(Problem requirements): Each line from the one containing "let actor = Actor" through the end of the records below must be repeated exactly, and no other line.
[Records to process — start]
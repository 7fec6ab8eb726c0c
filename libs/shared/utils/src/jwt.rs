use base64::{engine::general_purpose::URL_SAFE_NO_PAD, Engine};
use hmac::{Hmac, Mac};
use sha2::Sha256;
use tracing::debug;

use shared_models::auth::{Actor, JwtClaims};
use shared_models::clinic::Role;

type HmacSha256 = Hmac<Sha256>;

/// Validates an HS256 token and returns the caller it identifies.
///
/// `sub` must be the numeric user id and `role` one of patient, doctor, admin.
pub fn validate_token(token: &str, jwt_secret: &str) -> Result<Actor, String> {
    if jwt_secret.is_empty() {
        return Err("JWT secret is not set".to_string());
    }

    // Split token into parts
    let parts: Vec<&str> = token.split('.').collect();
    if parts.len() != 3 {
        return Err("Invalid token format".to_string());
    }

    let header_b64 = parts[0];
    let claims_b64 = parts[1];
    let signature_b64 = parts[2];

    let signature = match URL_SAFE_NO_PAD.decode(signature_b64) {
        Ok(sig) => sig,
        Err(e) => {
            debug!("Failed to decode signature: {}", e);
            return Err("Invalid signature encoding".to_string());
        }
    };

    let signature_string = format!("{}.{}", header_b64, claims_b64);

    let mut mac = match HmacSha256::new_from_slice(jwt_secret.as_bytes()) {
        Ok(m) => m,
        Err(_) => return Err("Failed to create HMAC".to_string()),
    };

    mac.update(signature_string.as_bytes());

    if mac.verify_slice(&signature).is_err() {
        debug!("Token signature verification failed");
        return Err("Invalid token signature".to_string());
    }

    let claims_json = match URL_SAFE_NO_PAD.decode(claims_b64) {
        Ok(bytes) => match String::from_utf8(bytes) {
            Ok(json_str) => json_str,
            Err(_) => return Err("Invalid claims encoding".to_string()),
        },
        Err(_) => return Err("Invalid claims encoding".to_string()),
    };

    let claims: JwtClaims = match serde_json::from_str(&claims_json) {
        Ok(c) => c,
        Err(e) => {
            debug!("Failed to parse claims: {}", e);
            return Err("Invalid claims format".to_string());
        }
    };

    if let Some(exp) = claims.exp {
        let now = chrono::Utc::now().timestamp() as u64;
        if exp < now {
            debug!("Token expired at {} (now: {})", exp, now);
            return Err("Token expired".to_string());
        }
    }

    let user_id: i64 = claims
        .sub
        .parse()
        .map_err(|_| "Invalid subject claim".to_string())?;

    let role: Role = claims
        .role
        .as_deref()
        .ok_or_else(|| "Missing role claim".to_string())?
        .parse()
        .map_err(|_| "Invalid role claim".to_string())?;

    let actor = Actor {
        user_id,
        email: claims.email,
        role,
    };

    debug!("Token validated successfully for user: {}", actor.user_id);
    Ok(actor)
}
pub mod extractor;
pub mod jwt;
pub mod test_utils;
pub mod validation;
[Records to process — finish]
(The answer):
    let actor = Actor {
        user_id,
        email: claims.email,
        role,
    };

    debug!("Token validated successfully for user: {}", actor.user_id);
    Ok(actor)
}
pub mod extractor;
pub mod jwt;
pub mod test_utils;
pub mod validation;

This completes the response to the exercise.